Sowohl für die Gegenwart als auch für die Zukunft gilt, was die Jugendforscher Klaus Hurrelmann und Christian Palentien im Vorwort zu ihrem Handbuch für Forschung, Lehre und Praxis »Jugend und Politik« schreiben: »Faktisch ist die junge Generation von den sie betreffenden politischen Entscheidungen auf allen gesellschaftlichen Ebenen ausgegrenzt.

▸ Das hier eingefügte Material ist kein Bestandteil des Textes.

#[cfg(test)]
mod tests {
    use super::*;
    use crate::errors::Fault;
    use crate::report::StringWriter;
    use crate::types::TypeTag;
    use serde::{Deserialize, Serialize};
    use std::cell::Cell;
    use std::rc::Rc;

    struct Customer;
    impl Aggregate for Customer {}

    struct Order;
    impl Aggregate for Order {}

    #[derive(Debug, Serialize, Deserialize)]
    struct CustomerCreated {
        name: String,
    }
    impl DomainEvent for CustomerCreated {
        type Owner = Customer;
    }

    #[derive(Debug, Serialize, Deserialize)]
    struct OrderPlaced;
    impl DomainEvent for OrderPlaced {
        type Owner = Order;
    }

    #[derive(Debug, Serialize)]
    struct Noop;
    impl DomainCommand for Noop {}

    /// Runtime that replays a scripted batch of events for every command.
    #[derive(Default)]
    struct Scripted {
        saved: Vec<EventEnvelope>,
        replies: Vec<EventEnvelope>,
    }

    #[derive(Default)]
    struct ScriptedConfig {
        replies: Vec<EventEnvelope>,
    }

    impl Runtime for Scripted {
        type Config = ScriptedConfig;

        fn create(config: Self::Config) -> Self {
            Self {
                saved: Vec::new(),
                replies: config.replies,
            }
        }

        fn save(&mut self, _aggregate: TypeTag, event: EventEnvelope) -> Result<(), Fault> {
            self.saved.push(event);
            Ok(())
        }

        fn dispatch(&mut self, _command: CommandEnvelope) -> Result<Vec<EventEnvelope>, Fault> {
            Ok(self.replies.clone())
        }
    }

    type Harness = TestHarness<Scripted, StringWriter>;

    fn harness_counting(failures: &Rc<Cell<usize>>) -> Harness {
        let failures = Rc::clone(failures);
        TestHarness::new(StringWriter::new(), move || {
            failures.set(failures.get() + 1);
        })
    }

    fn created(name: &str, id: &str) -> EventEnvelope {
        let mut envelope = EventEnvelope::new(&CustomerCreated {
            name: name.to_string(),
        })
        .expect("serializable payload");
        envelope.set_root_id(&Id::of::<Customer>(id));
        envelope
    }

    #[test]
    fn illegal_emission_never_registers_the_identity() {
        let failures = Rc::new(Cell::new(0));
        let mut harness = harness_counting(&failures);

        let err = harness
            .emit_for::<Customer, OrderPlaced>("x", OrderPlaced)
            .expect_err("OrderPlaced is not declared against Customer");
        assert!(matches!(err, HarnessError::IllegalEmission { .. }));
        assert!(harness.latest::<Customer>().is_err());
    }

    #[test]
    fn emit_registers_identity_and_persists_the_event() {
        let failures = Rc::new(Cell::new(0));
        let mut harness = harness_counting(&failures);

        harness
            .emit_for::<Customer, CustomerCreated>(
                "x",
                CustomerCreated {
                    name: "a".to_string(),
                },
            )
            .expect("legal emission");

        assert_eq!(harness.latest::<Customer>().unwrap().value(), "x");
        assert!(harness.writer().as_str().contains("Given that:"));
        assert!(harness.writer().as_str().contains("CustomerCreated"));
        assert_eq!(failures.get(), 0);
    }

    #[test]
    fn emit_defaults_to_the_latest_identity() {
        let failures = Rc::new(Cell::new(0));
        let mut harness = harness_counting(&failures);

        let err = harness
            .emit::<Customer, CustomerCreated>(CustomerCreated {
                name: "a".to_string(),
            })
            .expect_err("nothing registered yet");
        assert!(matches!(err, HarnessError::NoSuchIdentity { .. }));
    }

    #[test]
    fn configure_after_a_step_is_rejected() {
        let failures = Rc::new(Cell::new(0));
        let mut harness = harness_counting(&failures);

        harness
            .emit_for::<Customer, CustomerCreated>(
                "x",
                CustomerCreated {
                    name: "a".to_string(),
                },
            )
            .expect("legal emission");
        let err = harness
            .configure(|config| config.replies.clear())
            .expect_err("context already created");
        assert!(matches!(err, HarnessError::LateConfiguration));
    }

    #[test]
    fn then_event_consumes_one_element_even_on_failure() {
        let failures = Rc::new(Cell::new(0));
        let mut harness = harness_counting(&failures);
        harness
            .configure(|config| {
                config.replies = vec![created("a", "x"), created("b", "x")];
            })
            .expect("fresh harness");
        harness.when(Noop).expect("scripted runtime never faults");

        harness.then_event::<OrderPlaced>();
        assert_eq!(failures.get(), 1);

        // The failed check consumed the head; one event remains.
        harness.then_event::<CustomerCreated>();
        assert_eq!(failures.get(), 1);

        harness.end(false);
        assert_eq!(failures.get(), 1);
    }

    #[test]
    fn then_event_on_empty_stream_consumes_nothing() {
        let failures = Rc::new(Cell::new(0));
        let mut harness = harness_counting(&failures);
        harness.when(Noop).expect("scripted runtime never faults");

        harness.then_event::<CustomerCreated>();
        assert_eq!(failures.get(), 1);
        assert!(harness.writer().as_str().contains("But we got nothing"));
    }

    #[test]
    fn sequence_check_stops_on_exhaustion() {
        let failures = Rc::new(Cell::new(0));
        let mut harness = harness_counting(&failures);
        harness
            .configure(|config| config.replies = vec![created("a", "x")])
            .expect("fresh harness");
        harness.when(Noop).expect("scripted runtime never faults");

        let expected = vec![
            EventEnvelope::new(&CustomerCreated {
                name: "a".to_string(),
            })
            .unwrap(),
            EventEnvelope::new(&CustomerCreated {
                name: "b".to_string(),
            })
            .unwrap(),
            EventEnvelope::new(&CustomerCreated {
                name: "c".to_string(),
            })
            .unwrap(),
        ];
        harness
            .then::<Customer>("x", expected)
            .expect("identity resolves");

        // One pass, then a single "got nothing" failure; the third
        // expectation is never processed.
        assert_eq!(failures.get(), 1);
        assert!(harness.writer().as_str().contains("But we got nothing."));
    }

    #[test]
    fn mismatched_identity_fails_the_sequence_check() {
        let failures = Rc::new(Cell::new(0));
        let mut harness = harness_counting(&failures);
        harness
            .configure(|config| config.replies = vec![created("a", "y")])
            .expect("fresh harness");
        harness.when(Noop).expect("scripted runtime never faults");

        harness
            .then_for::<Customer, CustomerCreated>(
                "x",
                CustomerCreated {
                    name: "a".to_string(),
                },
            )
            .expect("identity resolves");
        assert_eq!(failures.get(), 1);
    }

    #[test]
    fn then_no_empties_the_stream_and_is_trivially_true_afterwards() {
        let failures = Rc::new(Cell::new(0));
        let mut harness = harness_counting(&failures);
        harness
            .configure(|config| config.replies = vec![created("a", "x")])
            .expect("fresh harness");
        harness.when(Noop).expect("scripted runtime never faults");

        harness.then_no::<CustomerCreated>();
        assert_eq!(failures.get(), 1);

        // Nothing left to match: trivial success, no actual items rendered.
        harness.then_no::<CustomerCreated>();
        assert_eq!(failures.get(), 1);

        harness.end(false);
        assert_eq!(failures.get(), 1);
    }

    #[test]
    fn end_reports_leftover_events_by_name() {
        let failures = Rc::new(Cell::new(0));
        let mut harness = harness_counting(&failures);
        harness
            .configure(|config| config.replies = vec![created("a", "x")])
            .expect("fresh harness");
        harness.when(Noop).expect("scripted runtime never faults");

        harness.end(false);
        assert_eq!(failures.get(), 1);
        assert!(harness.writer().as_str().contains("But found:"));
        assert!(harness.writer().as_str().contains("CustomerCreated"));
    }

    #[test]
    fn end_is_skipped_in_an_exceptional_state() {
        let failures = Rc::new(Cell::new(0));
        let mut harness = harness_counting(&failures);
        harness
            .configure(|config| config.replies = vec![created("a", "x")])
            .expect("fresh harness");
        harness.when(Noop).expect("scripted runtime never faults");

        harness.end(true);
        assert_eq!(failures.get(), 0);
    }

    #[test]
    fn observers_see_events_and_commands() {
        let seen = Rc::new(Cell::new((0_usize, 0_usize)));
        let events = Rc::clone(&seen);
        let commands = Rc::clone(&seen);
        let mut harness: Harness = TestHarness::new(StringWriter::new(), || {})
            .with_on_event(move |_| {
                let (e, c) = events.get();
                events.set((e + 1, c));
            })
            .with_on_command(move |_| {
                let (e, c) = commands.get();
                commands.set((e, c + 1));
            });

        harness
            .emit_for::<Customer, CustomerCreated>(
                "x",
                CustomerCreated {
                    name: "a".to_string(),
                },
            )
            .expect("legal emission");
        harness.when(Noop).expect("scripted runtime never faults");

        assert_eq!(seen.get(), (1, 1));
    }
}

Erst in Ansätzen zeigen sich Gegenbewegungen.«27
Zu den angesprochenen Gegenbewegungen zählen die Initiativen für das Kinderwahlrecht, von dem positive Wirkungen in zwei Bereichen erwartet werden. Einerseits sollen die Kinderlosen und Alten in unserer Gesellschaft nicht weiter bevorzugt und die finanziellen und ökologischen Belastungen nicht mehr auf die nachkommenden Generationen abgewälzt werden. Andererseits sollen Kinder nicht nur wegen ihrer Zukunft, sondern bereits in ihrer Gegenwart ernst genommen werden. Heute gelten Grund- und Menschenrechte für Kinder nur eingeschränkt, in der alltäglichen Erziehung und in der Schule erfahren Kinder Ohnmacht und Abhängigkeit. Die Folgen wirken weit in die Zukunft. Das Kinderwahlrecht kann beitragen, den Objektstatus der Kinder zu ändern.